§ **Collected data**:
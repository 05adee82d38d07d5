//! Request dispatch for the relay core.
//!
//! Each request flows through the same fixed pipeline: identity gate for
//! privileged operations, validation or device authentication, then a store
//! write followed by a broadcast. Rejections short-circuit before any state
//! is written, so a refused request never mutates the store or emits an
//! event.

use crate::auth::{DeviceAuthenticator, IdentityGate};
use crate::config::Config;
use crate::hub::BroadcastHub;
use crate::store::StateStore;
use homelink_shared::{
    validate, AcceptedCommand, CommandSet, CommandSubmission, DeviceClass, EventKind, ModuleInfo,
    Payload, Rejection, StateEvent, StatusReport,
};
use serde_json::json;
use tracing::{debug, warn};

/// The relay core: validation, authentication, state, and fan-out
pub struct Relay {
    store: StateStore,
    hub: BroadcastHub,
    devices: DeviceAuthenticator,
    gate: IdentityGate,
}

impl Relay {
    /// Assemble the relay from its startup configuration
    pub fn new(config: &Config) -> Self {
        Self {
            store: StateStore::new(),
            hub: BroadcastHub::new(),
            devices: DeviceAuthenticator::new(config.device_secrets.clone()),
            gate: IdentityGate::new(&config.token_secret),
        }
    }

    /// The broadcast hub, for the session layer to join observers against
    pub fn hub(&self) -> &BroadcastHub {
        &self.hub
    }

    /// Handle one request payload.
    ///
    /// Returns `None` for payloads that are not requests (a client echoing
    /// relay frames back); `Subscribe` is intercepted by the session layer,
    /// which owns the connection.
    pub async fn handle(&self, payload: &Payload) -> Option<Payload> {
        let result = match payload {
            Payload::SubmitCommand { token, submission } => {
                self.submit_command(token, submission).await
            }
            Payload::FetchCommand { device_id } => Ok(Payload::PendingCommand {
                command: self.store.get_command(device_id).await,
            }),
            Payload::ReportStatus(report) => self.report_status(report).await,
            Payload::FetchStatus { device_id } => Ok(Payload::LatestStatus {
                payload: self.store.get_status(device_id).await,
            }),
            Payload::ListModules { token } => self.list_modules(token).await,
            other => {
                warn!("Ignoring non-request payload: {:?}", other);
                return None;
            }
        };

        Some(result.unwrap_or_else(|rejection| {
            debug!("Request rejected: {}", rejection);
            Payload::Rejected(rejection.to_wire())
        }))
    }

    /// Gate, validate, store, broadcast, in that order
    async fn submit_command(
        &self,
        token: &str,
        submission: &CommandSubmission,
    ) -> Result<Payload, Rejection> {
        self.gate.authorize(token)?;
        let accepted = validate(submission)?;

        self.store
            .set_command(accepted.device.wire_name(), accepted.clone())
            .await;
        self.hub.broadcast(&command_event(&accepted)).await;

        Ok(Payload::CommandAccepted(accepted))
    }

    async fn report_status(&self, report: &StatusReport) -> Result<Payload, Rejection> {
        let verified = self.devices.authenticate(report)?;

        self.store
            .set_status(&verified.device_id, verified.payload.clone())
            .await;
        self.hub
            .broadcast(&StateEvent {
                device_id: verified.device_id.clone(),
                kind: EventKind::Status,
                data: verified.payload,
            })
            .await;

        Ok(Payload::StatusAccepted {
            device_id: verified.device_id,
        })
    }

    /// Management surface: the module inventory. Admin only.
    async fn list_modules(&self, token: &str) -> Result<Payload, Rejection> {
        self.gate.authorize(token)?.require_admin()?;

        let mut modules = Vec::with_capacity(DeviceClass::ALL.len());
        for class in DeviceClass::ALL {
            let (commands, open_parameters) = match class.command_set() {
                CommandSet::Fixed(allowed) => {
                    (allowed.iter().map(|c| c.to_string()).collect(), false)
                }
                CommandSet::Open => (Vec::new(), true),
            };

            modules.push(ModuleInfo {
                device: *class,
                commands,
                open_parameters,
                pending_command: self.store.has_command(class.wire_name()).await,
                has_status: self.store.has_status(class.wire_name()).await,
            });
        }

        Ok(Payload::ModuleList { modules })
    }
}

fn command_event(accepted: &AcceptedCommand) -> StateEvent {
    StateEvent {
        device_id: accepted.device.wire_name().to_string(),
        kind: EventKind::Command,
        data: json!({
            "device": accepted.device.wire_name(),
            "command": accepted.command,
            "parameters": accepted.parameters,
        }),
    }
}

§ **Task objective**: Report all lines of the data above that include the string "DeviceClass".

§ **Answer below**:
    validate, AcceptedCommand, CommandSet, CommandSubmission, DeviceClass, EventKind, ModuleInfo,
        let mut modules = Vec::with_capacity(DeviceClass::ALL.len());
        for class in DeviceClass::ALL {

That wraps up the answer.